ARLINGTON, Va. — The commander of U.S. ground operations against ISIS in Iraq and Syria warned today that the offensive to take back Mosul could spark a large attack by the terror group elsewhere in reaction to their land losses.
There’s precedent in the global attacks — including on home soil — launched during the battle in which ISIS lost another key Iraqi city.
Maj. Gen. Gary Volesky, commander of Combined Joint Forces’ Land Component Command for Operation Inherent Resolve and commander of the 101st Airborne, told reporters via video from Baghdad on Wednesday that he couldn’t give a timeframe for when forces would be in Mosul as he’d rather “under-promise and over-deliver.”
“I would just say tomorrow we’ll be a lot closer to Mosul than we are today,” Volesky said. “My concern is making sure that they’ve got the combat power, they sustain that combat power, and don’t go so fast that they start to, you know, give opportunity to the enemy.”
Peshmerga Command tweeted that the Kurdish forces today began “a major advance from three fronts in North and North East of Mosul.”
“The objectives are to clear a number of nearby villages and secure strategic areas to restrict ISIL’s movements,” the Pesh continued. “This operation follows recent gains by Peshmerga forces in East Mosul and advances by ISF in South Mosul.”
Iraqi and Peshmerga forces are being advised to advance in a way so that they don’t “have to turn around and go back and fight an enemy that has gone to ground and stayed behind,” the general said.
“Because that’s what we expect the enemy is going to do. I mean, we’re seeing it already in the Euphrates River valley. The enemy knows they’re losing. I mean, Baghdadi has said as much, you know, ‘We’ll go back out to the desert where we’ve traditionally been and wait.’ Well, he’ll get the opportunity to do that here in the next period of time,” Volesky continued.
“But I expect that they’re going to go into an insurgency mode and they’ll try to do these high-profile, spectacular attacks to draw attention away from the losses that they’re suffering. I mean, we’ve seen them do that before.

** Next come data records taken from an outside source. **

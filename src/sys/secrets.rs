// src/sys/secrets.rs

use secrecy::{ExposeSecret, Secret, SecretString};

/// SecretToken is an ephemeral, memory-safe wrapper for the two credentials this
/// binary handles: the platform bearer token and the Consul SecretID.
///
/// 1. It cannot be accidentally logged (`{:?}` prints `[REDACTED]`).
/// 2. When the struct goes out of scope, the heap buffer is zeroized.
pub struct SecretToken {
    token: SecretString,
}

impl SecretToken {
    /// Takes ownership of `raw` so no second plaintext copy is left behind.
    pub fn new(raw: String) -> Self {
        Self {
            token: Secret::new(raw),
        }
    }

    /// Exposes the plaintext to `action` only. The borrow cannot outlive the call,
    /// so the secret never crosses an `.await` point.
    pub fn use_secret<F, R>(&self, action: F) -> R
    where
        F: FnOnce(&str) -> R,
    {
        action(self.token.expose_secret())
    }

    pub fn len(&self) -> usize {
        self.token.expose_secret().len()
    }

    pub fn is_empty(&self) -> bool {
        self.token.expose_secret().is_empty()
    }
}

impl From<SecretString> for SecretToken {
    fn from(token: SecretString) -> Self {
        Self { token }
    }
}

impl std::fmt::Debug for SecretToken {
    fn fmt(&self, f: &mut std::fmt::Formatter<'_>) -> std::fmt::Result {
        f.debug_struct("SecretToken")
            .field("value", &"[REDACTED]")
            .finish()
    }
}
//! Consum API response types.
//!
//! ## Observed shape
//!
//! ### `GET /shopping/category/menu/`
//! A bare JSON array of departments. Every node carries `id`, `nombre`, and
//! a nested `subcategories` array, four levels deep: department → category
//! → subcategory → subtype. The whole tree arrives in this one response.
//!
//! ### `GET /catalog/product/?categories={id}&limit=...`
//! `{"totalCount": 37, "products": [...]}`. Each product splits its data into
//! `productData` (name, brand, image, free-text `description`, optional
//! `format`) and `priceData` (a list of prices; the first one is current).
//! `centAmount` is the shelf price in euros despite the name.

use serde::Deserialize;
use serde_json::Value;

use crate::parse::{deserialize_external_id, Numeric};

/// One node of the `shopping/category/menu` tree.
#[derive(Debug, Deserialize)]
pub struct ConsumMenuNode {
    #[serde(deserialize_with = "deserialize_external_id")]
    pub id: String,
    pub nombre: String,
    #[serde(default)]
    pub subcategories: Vec<ConsumMenuNode>,
}

/// Response of `GET /catalog/product/`.
#[derive(Debug, Deserialize)]
pub struct ProductsResponse {
    #[serde(default)]
    pub products: Vec<Value>,
}

#[derive(Debug, Deserialize)]
pub struct ConsumProduct {
    #[serde(deserialize_with = "deserialize_external_id")]
    pub id: String,
    #[serde(rename = "productData")]
    pub product_data: ProductData,
    #[serde(rename = "priceData")]
    pub price_data: PriceData,
}

#[derive(Debug, Deserialize)]
pub struct ProductData {
    pub name: String,
    pub brand: Brand,
    #[serde(rename = "imageURL")]
    pub image_url: String,
    /// Free text such as `"Leche entera 1,5 l"` or `"Cerveza 6 x 330 ml"`.
    pub description: String,
    /// Structured packaging format; absent when the vendor only knows an
    /// approximate size.
    #[serde(default)]
    pub format: Option<Value>,
}

#[derive(Debug, Deserialize)]
pub struct Brand {
    pub name: String,
}

#[derive(Debug, Deserialize)]
pub struct PriceData {
    pub prices: Vec<Price>,
}

#[derive(Debug, Deserialize)]
pub struct Price {
    pub value: PriceValue,
}

#[derive(Debug, Deserialize)]
pub struct PriceValue {
    #[serde(rename = "centAmount")]
    pub cent_amount: Numeric,
    #[serde(rename = "centUnitAmount")]
    pub cent_unit_amount: Numeric,
}
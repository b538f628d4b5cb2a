//! Database operations for `scrape_runs`.
//!
//! A run moves `queued → running → succeeded | failed`; every transition is
//! guarded on the expected current status.

use chrono::{DateTime, Utc};
use despensa_core::Vendor;
use sqlx::PgPool;
use uuid::Uuid;

use crate::DbError;

/// A row from the `scrape_runs` table.
#[derive(Debug, Clone, sqlx::FromRow)]
pub struct ScrapeRunRow {
    pub id: i64,
    pub public_id: Uuid,
    pub vendor: String,
    pub trigger_source: String,
    pub status: String,
    pub started_at: Option<DateTime<Utc>>,
    pub completed_at: Option<DateTime<Utc>>,
    /// The schema defines this as `INTEGER NOT NULL DEFAULT 0`.
    pub records_processed: i32,
    pub error_message: Option<String>,
    pub created_at: DateTime<Utc>,
}

/// Creates a new scrape run in `queued` status.
///
/// # Errors
///
/// Returns [`DbError::Sqlx`] if the insert fails.
pub async fn create_scrape_run(
    pool: &PgPool,
    vendor: Vendor,
    trigger_source: &str,
) -> Result<ScrapeRunRow, DbError> {
    let public_id = Uuid::new_v4();

    let row = sqlx::query_as::<_, ScrapeRunRow>(
        "INSERT INTO scrape_runs (public_id, vendor, trigger_source, status) \
         VALUES ($1, $2, $3, 'queued') \
         RETURNING id, public_id, vendor, trigger_source, status, \
                   started_at, completed_at, records_processed, error_message, created_at",
    )
    .bind(public_id)
    .bind(vendor.name())
    .bind(trigger_source)
    .fetch_one(pool)
    .await?;

    Ok(row)
}

/// Marks a run as `running` and sets `started_at = NOW()`.
///
/// # Errors
///
/// Returns [`DbError::InvalidScrapeRunTransition`] if the run is not
/// `queued`, or [`DbError::Sqlx`] if the update fails.
pub async fn start_scrape_run(pool: &PgPool, id: i64) -> Result<(), DbError> {
    let result = sqlx::query(
        "UPDATE scrape_runs \
         SET status = 'running', started_at = NOW() \
         WHERE id = $1 AND status = 'queued'",
    )
    .bind(id)
    .execute(pool)
    .await?;

    if result.rows_affected() == 0 {
        return Err(DbError::InvalidScrapeRunTransition {
            id,
            expected_status: "queued",
        });
    }

    Ok(())
}

/// Marks a run as `succeeded`, sets `completed_at = NOW()` and `records_processed`.
///
/// # Errors
///
/// Returns [`DbError::InvalidScrapeRunTransition`] if the run is not
/// `running`, or [`DbError::Sqlx`] if the update fails.
pub async fn complete_scrape_run(
    pool: &PgPool,
    id: i64,
    records_processed: i32,
) -> Result<(), DbError> {
    let result = sqlx::query(
        "UPDATE scrape_runs \
         SET status = 'succeeded', completed_at = NOW(), records_processed = $1 \
         WHERE id = $2 AND status = 'running'",
    )
    .bind(records_processed)
    .bind(id)
    .execute(pool)
    .await?;

    if result.rows_affected() == 0 {
        return Err(DbError::InvalidScrapeRunTransition {
            id,
            expected_status: "running",
        });
    }

    Ok(())
}

/// Marks a run as `failed`, sets `completed_at = NOW()` and `error_message`.
///
/// # Errors
///
/// Returns [`DbError::InvalidScrapeRunTransition`] if the run is not
/// `running`, or [`DbError::Sqlx`] if the update fails.
pub async fn fail_scrape_run(pool: &PgPool, id: i64, error_message: &str) -> Result<(), DbError> {
    let result = sqlx::query(
        "UPDATE scrape_runs \
         SET status = 'failed', completed_at = NOW(), error_message = $1 \
         WHERE id = $2 AND status = 'running'",
    )
    .bind(error_message)
    .bind(id)
    .execute(pool)
    .await?;

    if result.rows_affected() == 0 {
        return Err(DbError::InvalidScrapeRunTransition {
            id,
            expected_status: "running",
        });
    }

    Ok(())
}

/// Fetches a single run by its internal `id`.
///
/// # Errors
///
/// Returns [`DbError::NotFound`] if no row exists with the given `id`, or
/// [`DbError::Sqlx`] if the query fails.
pub async fn get_scrape_run(pool: &PgPool, id: i64) -> Result<ScrapeRunRow, DbError> {
    sqlx::query_as::<_, ScrapeRunRow>(
        "SELECT id, public_id, vendor, trigger_source, status, \
                started_at, completed_at, records_processed, error_message, created_at \
         FROM scrape_runs \
         WHERE id = $1",
    )
    .bind(id)
    .fetch_optional(pool)
    .await?
    .ok_or(DbError::NotFound)
}

/// Returns the most recent `limit` runs, newest first.
///
/// # Errors
///
/// Returns [`DbError::Sqlx`] if the query fails.
pub async fn list_scrape_runs(pool: &PgPool, limit: i64) -> Result<Vec<ScrapeRunRow>, DbError> {
    let rows = sqlx::query_as::<_, ScrapeRunRow>(
        "SELECT id, public_id, vendor, trigger_source, status, \
                started_at, completed_at, records_processed, error_message, created_at \
         FROM scrape_runs \
         ORDER BY created_at DESC, id DESC \
         LIMIT $1",
    )
    .bind(limit)
    .fetch_all(pool)
    .await?;

    Ok(rows)
}
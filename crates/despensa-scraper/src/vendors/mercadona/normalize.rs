//! Normalization from raw Mercadona product JSON to [`Product`].
//!
//! Every field comes from a typed key; nothing is parsed out of free text.

use despensa_core::Product;
use serde_json::Value;

use super::types::MercadonaProduct;
use crate::error::ScraperError;
use crate::parse::size_fits_column;
use crate::vendors::raw_product_id;

/// Normalizes one raw Mercadona product.
///
/// # Errors
///
/// Returns [`ScraperError::Normalization`] if a required key is missing or a
/// price/size value is not numeric, or the size is too large to store.
pub fn normalize_product(raw: Value) -> Result<Product, ScraperError> {
    let fallback_id = raw_product_id(&raw);
    let product: MercadonaProduct =
        serde_json::from_value(raw).map_err(|e| ScraperError::Normalization {
            source_product_id: fallback_id,
            reason: e.to_string(),
        })?;

    let id = product.id;
    let fail = |reason: String| ScraperError::Normalization {
        source_product_id: id.clone(),
        reason,
    };
    let prices = product.price_instructions;

    let size = prices
        .unit_size
        .as_ref()
        .map(crate::parse::Numeric::to_optional_f64)
        .transpose()
        .map_err(|e| fail(format!("unit_size: {e}")))?
        .flatten();
    if let Some(size) = size.filter(|s| !size_fits_column(*s)) {
        return Err(fail(format!("unit_size: {size} is out of range")));
    }
    let price = prices
        .unit_price
        .to_f64()
        .map_err(|e| fail(format!("unit_price: {e}")))?;
    let price_per_size = prices
        .bulk_price
        .to_f64()
        .map_err(|e| fail(format!("bulk_price: {e}")))?;

    let is_pack = prices.is_pack.unwrap_or(false);
    let total_units = if is_pack {
        prices
            .total_units
            .as_ref()
            .map(crate::parse::Numeric::to_optional_u32)
            .transpose()
            .map_err(|e| fail(format!("total_units: {e}")))?
            .flatten()
    } else {
        None
    };

    Ok(Product {
        external_id: id,
        name: product.display_name,
        brand: None,
        image_url: product.thumbnail.unwrap_or_default(),
        size,
        is_approx_size: prices.approx_size.unwrap_or(false),
        size_format: prices.size_format,
        price,
        price_per_size,
        is_pack,
        total_units,
        packaging: product.packaging,
        unit_name: prices.unit_name,
    })
}

#[cfg(test)]
#[path = "normalize_test.rs"]
mod tests;
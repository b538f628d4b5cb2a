//! Mercadona storefront: categories → subcategories from one listing call,
//! then one call per subcategory returning subtypes with their products.

mod normalize;
pub mod types;

use async_trait::async_trait;
use despensa_core::{Product, Vendor};
use serde_json::Value;

use crate::client::CatalogClient;
use crate::error::ScraperError;
use crate::source::{CatalogNode, CatalogSource, Children, Level};

pub use normalize::normalize_product;
use types::{CategoriesResponse, SubcategoryDetail};

pub const DEFAULT_BASE_URL: &str = "https://tienda.mercadona.es/api";

/// [`CatalogSource`] for `tienda.mercadona.es`.
#[derive(Debug, Clone)]
pub struct MercadonaSource {
    client: CatalogClient,
    base_url: String,
    lang: String,
    warehouse: String,
}

impl MercadonaSource {
    /// `lang` and `warehouse` (e.g. `"es"`, `"vlc1"`) are sent on every
    /// request; the warehouse decides which local assortment is listed.
    #[must_use]
    pub fn new(client: CatalogClient, base_url: &str, lang: &str, warehouse: &str) -> Self {
        Self {
            client,
            base_url: base_url.to_owned(),
            lang: lang.to_owned(),
            warehouse: warehouse.to_owned(),
        }
    }

    fn location_query(&self) -> [(&'static str, String); 2] {
        [("lang", self.lang.clone()), ("wh", self.warehouse.clone())]
    }
}

#[async_trait]
impl CatalogSource for MercadonaSource {
    type RawProduct = Value;

    fn vendor(&self) -> Vendor {
        Vendor::Mercadona
    }

    async fn fetch_root(&self) -> Result<Vec<CatalogNode<Value>>, ScraperError> {
        let response: CategoriesResponse = self
            .client
            .get_json(&self.base_url, "categories", &self.location_query())
            .await?;

        Ok(response
            .results
            .into_iter()
            .map(|category| CatalogNode {
                external_id: category.id,
                name: category.name,
                level: Level::Category,
                children: Children::Nodes(
                    category
                        .categories
                        .into_iter()
                        .map(|subcategory| CatalogNode {
                            external_id: subcategory.id,
                            name: subcategory.name,
                            level: Level::Subcategory,
                            children: Children::Remote,
                        })
                        .collect(),
                ),
            })
            .collect())
    }

    async fn fetch_children(&self, node_id: &str) -> Result<Vec<CatalogNode<Value>>, ScraperError> {
        let path = format!("categories/{node_id}");
        let detail: SubcategoryDetail = self
            .client
            .get_json(&self.base_url, &path, &self.location_query())
            .await?;

        Ok(detail
            .categories
            .into_iter()
            .map(|subtype| CatalogNode {
                external_id: subtype.id,
                name: subtype.name,
                level: Level::Subtype,
                children: Children::Products(subtype.products),
            })
            .collect())
    }

    fn normalize_product(&self, raw: Value) -> Result<Product, ScraperError> {
        normalize_product(raw)
    }
}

When they lose terrain in Iraq, there’s — they try to do a spectacular attack to tell everybody, you know, they’re still a relevant organization.”
During the battle to retake Ramadi from ISIS, which the Islamic State lost in February, terrorist attacks attributed to ISIS included the October 2015 downing of a Metrojet flying from Sharm El Sheikh to St. Petersburg, the November terror spree by an ISIS cell in Paris, the December attack in San Bernardino, and the January attacks on a Starbucks and police station in Jakarta.
Volesky said the coalition is “not doing any detainee operations” for any ISIS fighters taken into custody during the battle for Mosul, but instructions are understood to “treat people with dignity and respect or the fight becomes much, much harder.”
Iraq will be responsible for keeping any captured ISIS terrorists.
The general confirmed that ISIS is using IEDs attached to drones — “really, a lot of commercial, off-the-shelf kind of things we’ve seen” — though they’re “clearly not the capacity or capability” that the coalition has. ISIS has used drones before to help film their propaganda videos.
“The other thing that we’ve seen that’s been a little bit different is the way they’re using their vehicle-borne IEDs. You know, we saw for the first time really yesterday where they used it to delay Iraqi security forces so they could withdraw. We hadn’t really seen that before. Normally, that’s been an offensive, you know, tactic — technique they’ve used to run VBIEDs in and make an impact,” Volesky said.
“So we’re starting to see them, you know, use that more in defensive ways, which really kind of reinforces the point that they are completely on the defensive and are just trying to hold on.”
Volesky said they’re also seeing more use of indirect fire. “Yesterday and the day prior, a lot more mortars, more rockets. We’ve been able to counter-fire pretty effectively. As you know, we’ve got artillery here, as well as HIMARS rockets, as well as our combat aviation and our close-air support folks are doing that,” he added.
He noted that Iraqi forces are getting more counterinsurgency instruction in U.S. training centers “so that they can be ready for it when the enemy transitions” to a terror group without a caliphate.
The general said the Iraqi forces got “needed” confidence from taking back Ramadi “and then you’ve see this drumbeat go.”
“Every time they take a piece of terrain away from ISIL, that’s a drumbeat,” Volesky said. “And that drumbeat is getting louder and louder every step they get closer to Mosul.”